Collected data entries:
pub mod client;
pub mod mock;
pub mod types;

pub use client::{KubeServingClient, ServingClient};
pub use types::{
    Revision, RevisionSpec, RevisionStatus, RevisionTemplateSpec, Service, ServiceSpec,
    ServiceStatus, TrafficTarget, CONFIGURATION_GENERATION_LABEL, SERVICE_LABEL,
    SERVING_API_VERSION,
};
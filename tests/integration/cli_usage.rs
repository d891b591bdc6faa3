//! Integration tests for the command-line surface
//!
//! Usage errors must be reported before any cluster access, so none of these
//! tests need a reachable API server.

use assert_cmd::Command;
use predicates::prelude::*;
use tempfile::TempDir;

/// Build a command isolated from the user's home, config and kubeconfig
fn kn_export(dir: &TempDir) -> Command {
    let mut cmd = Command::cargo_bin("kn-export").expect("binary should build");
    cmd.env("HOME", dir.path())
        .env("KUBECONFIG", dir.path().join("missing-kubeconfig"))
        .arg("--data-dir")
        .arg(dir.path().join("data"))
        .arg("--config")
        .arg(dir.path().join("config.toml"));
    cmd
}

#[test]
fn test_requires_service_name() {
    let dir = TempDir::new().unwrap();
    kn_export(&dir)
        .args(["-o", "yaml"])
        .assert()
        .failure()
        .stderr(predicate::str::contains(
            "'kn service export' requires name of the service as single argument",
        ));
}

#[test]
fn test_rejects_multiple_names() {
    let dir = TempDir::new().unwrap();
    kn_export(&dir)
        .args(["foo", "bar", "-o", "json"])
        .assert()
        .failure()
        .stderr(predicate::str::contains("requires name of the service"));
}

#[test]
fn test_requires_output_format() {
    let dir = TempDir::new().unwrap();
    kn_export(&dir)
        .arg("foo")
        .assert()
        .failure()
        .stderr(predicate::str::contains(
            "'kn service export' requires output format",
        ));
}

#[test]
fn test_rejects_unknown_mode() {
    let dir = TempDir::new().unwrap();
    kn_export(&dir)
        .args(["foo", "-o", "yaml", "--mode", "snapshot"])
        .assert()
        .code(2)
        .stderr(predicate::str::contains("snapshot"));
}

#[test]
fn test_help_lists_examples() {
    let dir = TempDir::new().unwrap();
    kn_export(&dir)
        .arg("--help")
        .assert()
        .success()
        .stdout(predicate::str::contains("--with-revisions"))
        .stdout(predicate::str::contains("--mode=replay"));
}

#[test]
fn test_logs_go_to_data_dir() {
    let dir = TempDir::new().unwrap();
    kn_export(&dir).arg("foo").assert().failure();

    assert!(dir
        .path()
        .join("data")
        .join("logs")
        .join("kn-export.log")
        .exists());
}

--

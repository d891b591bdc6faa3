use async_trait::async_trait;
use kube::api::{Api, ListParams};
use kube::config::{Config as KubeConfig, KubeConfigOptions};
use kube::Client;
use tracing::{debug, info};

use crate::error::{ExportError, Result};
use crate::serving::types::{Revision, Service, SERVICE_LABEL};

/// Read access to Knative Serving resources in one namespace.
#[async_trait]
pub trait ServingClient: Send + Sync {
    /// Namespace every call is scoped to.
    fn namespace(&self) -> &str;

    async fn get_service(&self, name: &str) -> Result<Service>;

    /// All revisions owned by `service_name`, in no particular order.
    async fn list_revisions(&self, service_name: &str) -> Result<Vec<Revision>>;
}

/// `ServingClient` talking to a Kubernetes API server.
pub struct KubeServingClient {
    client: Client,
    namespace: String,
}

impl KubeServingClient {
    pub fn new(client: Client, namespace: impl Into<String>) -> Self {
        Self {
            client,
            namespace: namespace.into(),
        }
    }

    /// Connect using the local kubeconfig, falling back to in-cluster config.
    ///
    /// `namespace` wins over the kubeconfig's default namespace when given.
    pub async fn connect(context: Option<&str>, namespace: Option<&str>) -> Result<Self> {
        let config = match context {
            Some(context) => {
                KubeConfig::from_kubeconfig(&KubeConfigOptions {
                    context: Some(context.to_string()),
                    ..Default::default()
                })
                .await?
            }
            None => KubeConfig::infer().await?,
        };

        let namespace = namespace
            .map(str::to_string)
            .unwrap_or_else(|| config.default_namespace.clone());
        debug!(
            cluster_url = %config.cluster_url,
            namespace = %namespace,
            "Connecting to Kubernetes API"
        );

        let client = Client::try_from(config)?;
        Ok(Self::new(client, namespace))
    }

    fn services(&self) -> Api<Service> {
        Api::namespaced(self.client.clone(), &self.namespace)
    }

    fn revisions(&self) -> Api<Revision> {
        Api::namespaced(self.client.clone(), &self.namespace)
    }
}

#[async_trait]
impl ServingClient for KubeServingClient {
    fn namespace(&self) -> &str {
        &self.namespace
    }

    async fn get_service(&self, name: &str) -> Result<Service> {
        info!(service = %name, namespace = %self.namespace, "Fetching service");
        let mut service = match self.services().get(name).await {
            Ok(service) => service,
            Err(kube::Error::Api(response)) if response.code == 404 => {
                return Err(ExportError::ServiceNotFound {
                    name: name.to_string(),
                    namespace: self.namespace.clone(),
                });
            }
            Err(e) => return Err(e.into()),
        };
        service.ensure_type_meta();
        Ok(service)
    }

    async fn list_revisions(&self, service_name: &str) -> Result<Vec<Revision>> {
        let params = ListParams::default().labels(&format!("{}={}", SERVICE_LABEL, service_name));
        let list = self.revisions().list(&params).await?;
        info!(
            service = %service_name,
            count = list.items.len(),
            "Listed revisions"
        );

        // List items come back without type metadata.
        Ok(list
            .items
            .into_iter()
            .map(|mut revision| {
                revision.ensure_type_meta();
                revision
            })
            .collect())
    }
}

*What you are asked to do*: Every line containing the string "ListParams" in the entries should be counted; give the resulting number and nothing else.

*Result of this task*: 2